Evaluation of procedural parameters, efficacy and safety
After each PAE procedure, several parameters (fluoroscopy time, dose-area product-DAP, number of acquisitions with the respective C-arm projections, field size, irradiation parameters) were recorded by the angiographic unit and were extracted for analysis.
For the purposes of this study, a limited, short-term evaluation of imaging and clinical outcomes was performed. Transabdominal CEUS was performed in all patients 18–24 h post PAE to measure the extent of prostatic infarction. Transabdominal US was performed 3 months post PAE and changes (compared to baseline measurements) in prostate volume and post-void residual were recorded Further details on sonographic intra- and postprocedural monitoring of embolization are provided in Table 3 of supplementary material. The International Prostate Symptom Score (IPSS) was also calculated 3 months post PAE and compared with baseline. Clinical success was defined as an IPSS≤15 points with a decrease of at least 25% from the baseline and with no need for additional medical or surgical treatment post PAE. For patients with IBC, clinical success was defined as permanent catheter removal with spontaneous micturition and post void residual (PVR) < 100 ml. In these patients, trials of catheter removal were performed every week for the first month post PAE and every 2 weeks for the second month.
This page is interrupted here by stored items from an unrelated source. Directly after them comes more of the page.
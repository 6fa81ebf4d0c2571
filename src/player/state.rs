//! Player state management
//!
//! Contains the `PlaybackState` tracked while frames are emitted, and the
//! `PlaybackResult` returned to the caller.

use std::time::Duration;

/// Outcome of a playback run.
#[derive(Debug, Clone, Copy, PartialEq, Eq)]
pub enum PlaybackResult {
    /// Every frame was presented
    Completed(usize),
    /// Playback was cancelled after presenting this many frames
    Interrupted(usize),
}

impl PlaybackResult {
    /// Number of frames that reached the output.
    pub fn presented(&self) -> usize {
        match self {
            Self::Completed(n) | Self::Interrupted(n) => *n,
        }
    }

    /// Whether playback was cut short.
    pub fn is_interrupted(&self) -> bool {
        matches!(self, Self::Interrupted(_))
    }
}

/// Human readable frame count, e.g. `"1 frame presented"`.
pub fn presented_message(count: usize) -> String {
    if count == 1 {
        "1 frame presented".to_string()
    } else {
        format!("{} frames presented", count)
    }
}

/// Timing state for one playback run.
#[derive(Debug, Clone, Copy)]
pub struct PlaybackState {
    /// Clock reading when playback started
    pub start: Duration,
    /// Frames written so far (the 1-based index of the last frame)
    pub presented: usize,
}

impl PlaybackState {
    /// Create a state anchored at clock reading `start`.
    pub fn new(start: Duration) -> Self {
        Self { start, presented: 0 }
    }

    /// Time since playback started, given the current clock reading.
    pub fn elapsed(&self, now: Duration) -> Duration {
        now.saturating_sub(self.start)
    }
}
//! Built-in demo animation.
//!
//! A short piece that walks through every authoring tool: plain fills,
//! style masks, choreography tables with custom steps, text reveals and a
//! line sweep.

use crate::animations::Animation;
use crate::authoring::{
    animating_line, Append, AuthoringSession, BeatStamp, FillOp, LineSpec, Step, TextReveal,
};
use crate::player::FrameRate;
use crate::terminal::{Color, Frame, Style, StyleMap};
use crate::version;

const WIDTH: usize = 79;
const HEIGHT: usize = 24;

const CALENDAR: &str = "\
    October  2026
 Su Mo Tu We Th Fr Sa
              1  2  3
  4  5  6  7  8  9 10
 11 12 13 14 15 16 17
 18 19 20 21 22 23 24
 25 26 27 28 29 30 31";

// R: weekend, T: today
const CALENDAR_MASK: &str = "
 RR                RR
 RR                RR
 RR                RR
 RR                RR
 RR TT             RR
 RR                RR";

/// The demo shipped with the binary.
#[derive(Debug, Clone, Copy, Default)]
pub struct Showcase;

impl Showcase {
    fn intro(&self, session: &mut AuthoringSession, frame: &mut Frame) {
        frame.fill_text("TITLE: asciipv showcase", 2, 21, Some(Color::BrightMagenta), None);
        frame.fill_text("PV: asciipv", 2, 22, Some(Color::Yellow), None);
        session.hold(frame, 4);

        let styles = StyleMap::from([
            ('R', Style::fg(Color::Red)),
            ('T', Style::new(Color::Black, Color::White)),
        ]);
        frame.fill_text(CALENDAR, 52, 2, None, None);
        frame.fill_style(CALENDAR_MASK, &styles, 52, 2);
        session.hold(frame, 4);
    }

    fn verse(&self, session: &mut AuthoringSession, frame: &mut Frame) {
        let wipe_title = Step::custom(|f: &mut Frame| {
            f.fill_text(&" ".repeat(30), 2, 21, None, None);
            f.fill_text(&" ".repeat(30), 2, 22, None, None);
        });
        let groups: Vec<Vec<Step>> = vec![
            vec![wipe_title],
            vec![Step::text("Every", 4, 6)],
            vec![Step::text("frame", 10, 6)],
            vec![],
            vec![FillOp::new("is", 16, 6).fg(Color::Cyan).into()],
            vec![FillOp::new("drawn", 19, 6).fg(Color::Cyan).into()],
            vec![Step::text("ahead", 4, 7), Step::text("of", 10, 7)],
            vec![FillOp::new("time.", 13, 7).fg(Color::BrightYellow).into()],
        ];
        session.perform(frame, &groups);

        TextReveal::new("Played back on the beat,", 6, 4, 10)
            .fg(Color::Green)
            .popup(session, frame, Append::Beat);
        TextReveal::new("never drifting.", 4, 4, 12)
            .fg(Color::BrightGreen)
            .drop_in(session, frame, Append::Beat);
        session.hold(frame, 2);
    }

    fn bridge(&self, session: &mut AuthoringSession, frame: &mut Frame) {
        animating_line(session, frame, LineSpec::vertical(40, Color::Blue), Append::Beat);
        animating_line(session, frame, LineSpec::cross(40, 15, Color::Magenta), Append::Beat);

        frame.fill_text("\u{8}\u{8}<3", 40, 15, Some(Color::BrightRed), None);
        session.hold(frame, 2);
    }

    fn ending(&self, session: &mut AuthoringSession, frame: &mut Frame) {
        frame.fill_text("Fine.", 73, 23, Some(Color::Default), None);
        session.push(frame);
        frame.clear();
        frame.fill_text("Fine.", 37, 11, None, None);
        session.push(frame);
    }
}

impl Animation for Showcase {
    fn title(&self) -> &str {
        "asciipv showcase"
    }

    fn credits(&self) -> String {
        format!("asciipv {}", version::version_string())
    }

    fn size(&self) -> (usize, usize) {
        (WIDTH, HEIGHT)
    }

    fn frame_rate(&self) -> FrameRate {
        FrameRate::per_second(6)
    }

    fn beat_stamp(&self) -> BeatStamp {
        BeatStamp::new(73, 23, Color::Blue)
    }

    fn compose(&self, session: &mut AuthoringSession) {
        let mut frame = self.blank_frame();
        self.intro(session, &mut frame);
        self.verse(session, &mut frame);
        self.bridge(session, &mut frame);
        self.ending(session, &mut frame);
    }
}
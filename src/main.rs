//! asciipv CLI entry point

mod commands;

use anyhow::Result;

use asciipv::animations::Showcase;
use asciipv::cli;

#[cfg(not(tarpaulin_include))]
fn main() -> Result<()> {
    let animation = Showcase;
    let cli = cli::parse_for(&animation);

    if cli.version {
        commands::version::handle(&animation);
        return Ok(());
    }

    commands::play::handle(&animation, &cli)
}
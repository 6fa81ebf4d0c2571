//! Integration tests for frame output

use asciipv::animations::{self, Showcase};
use asciipv::player::CURSOR_HOME;

use crate::helpers::{frames_in, run_asciipv, run_with_config};

fn total_frames() -> usize {
    animations::compose(&Showcase).len()
}

#[test]
fn plays_every_frame_in_order() {
    let (stdout, stderr, exit_code) = run_asciipv(&["--fps", "1000"]);

    assert_eq!(exit_code, 0);
    assert!(stderr.is_empty());

    let expected: String = animations::compose(&Showcase)
        .iter()
        .map(|frame| format!("{}{}", CURSOR_HOME, frame))
        .collect();
    assert!(stdout == expected, "stdout differs from the composed frames");
}

#[test]
fn skip_frames_starts_at_index() {
    let skip = 30;
    let skip_arg = skip.to_string();
    let (stdout, _stderr, exit_code) =
        run_asciipv(&["--fps", "1000", "--skip-frames", &skip_arg]);

    assert_eq!(exit_code, 0);
    assert_eq!(frames_in(&stdout), total_frames() - skip);

    let frames = animations::compose(&Showcase);
    let first = format!("{}{}", CURSOR_HOME, frames.as_slice()[skip]);
    assert!(stdout.starts_with(&first));
}

#[test]
fn skip_all_frames_plays_nothing() {
    let (stdout, stderr, exit_code) = run_asciipv(&["-s", "1000"]);

    assert_eq!(exit_code, 0);
    assert!(stdout.is_empty());
    assert!(stderr.is_empty());
}

#[test]
fn decimal_fps_is_accepted() {
    let (stdout, _stderr, exit_code) = run_asciipv(&["-f", "999.5", "-s", "36"]);

    assert_eq!(exit_code, 0);
    assert_eq!(frames_in(&stdout), 2);
}

#[test]
fn config_tick_is_honored() {
    let (stdout, _stderr, exit_code) =
        run_with_config(&["--fps", "1000", "-s", "35"], "[playback]\ntick_ms = 2\n");

    assert_eq!(exit_code, 0);
    assert_eq!(frames_in(&stdout), 3);
}

#[test]
fn malformed_config_exits_1() {
    let (stdout, stderr, exit_code) = run_with_config(&["--fps", "1000"], "[playback\n");

    assert_eq!(exit_code, 1);
    assert!(stdout.is_empty());
    assert!(stderr.contains("Failed to load configuration"));
}

#[cfg(unix)]
mod interrupt {
    use std::io::Read;
    use std::time::{Duration, Instant};

    use predicates::prelude::*;

    use crate::helpers::{asciipv_command, frames_in};
    use std::process::Stdio;

    #[test]
    fn sigint_reports_presented_frames() {
        let (mut cmd, _dir) = asciipv_command(&["--fps", "4"]);
        let mut child = cmd
            .stdout(Stdio::piped())
            .stderr(Stdio::piped())
            .spawn()
            .expect("Failed to spawn asciipv");

        // Wait for the second frame so playback is well under way
        let mut stdout = child.stdout.take().expect("stdout is piped");
        let mut captured = Vec::new();
        let mut chunk = [0u8; 4096];
        let started = Instant::now();
        while frames_in(&String::from_utf8_lossy(&captured)) < 2 {
            assert!(started.elapsed() < Duration::from_secs(30), "no frames produced");
            let n = stdout.read(&mut chunk).expect("Failed to read stdout");
            assert!(n > 0, "stdout closed early");
            captured.extend_from_slice(&chunk[..n]);
        }

        let pid = libc::pid_t::try_from(child.id()).expect("pid fits");
        // SAFETY: sending a signal to our own child process
        let rc = unsafe { libc::kill(pid, libc::SIGINT) };
        assert_eq!(rc, 0);

        stdout.read_to_end(&mut captured).expect("Failed to read stdout");
        let mut stderr = String::new();
        child
            .stderr
            .take()
            .expect("stderr is piped")
            .read_to_string(&mut stderr)
            .expect("Failed to read stderr");
        let status = child.wait().expect("Failed to wait for asciipv");

        assert_eq!(status.code(), Some(0));
        assert!(predicate::str::is_match(r"^\d+ frames? presented\n$")
            .expect("valid regex")
            .eval(&stderr));

        let presented = frames_in(&String::from_utf8_lossy(&captured));
        assert!(presented >= 2);
        let expected = if presented == 1 {
            "1 frame presented\n".to_string()
        } else {
            format!("{} frames presented\n", presented)
        };
        assert_eq!(stderr, expected);
    }
}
Comparisons and statistical analysis
Patients who underwent bilateral embolization, with AP-PAE of at least one pelvic side formed the AP-PAE group; patients who underwent bilateral embolization with standard technique (first with anteroposterior and then with oblique imaging of both pelvic sides) formed the S-PAE group. Descriptive statistics were calculated for quantitative and qualitative data for both groups. Differences in baseline characteristics, procedural, technical parameters and outcomes between the two groups were evaluated. Particularly for the S-PAE group, comparable anteroposterior and oblique angiographic runs (of the same anatomic area and with the same frame number and collimation) were identified and the respective DAPs were recorded. Several tests were used for comparisons, depending on the kind, sample size and distribution of each variable (t-test, Welch test, Mann-Whitney U test, Chi-Square test). Statistical significance was defined as a p value of < 0.05.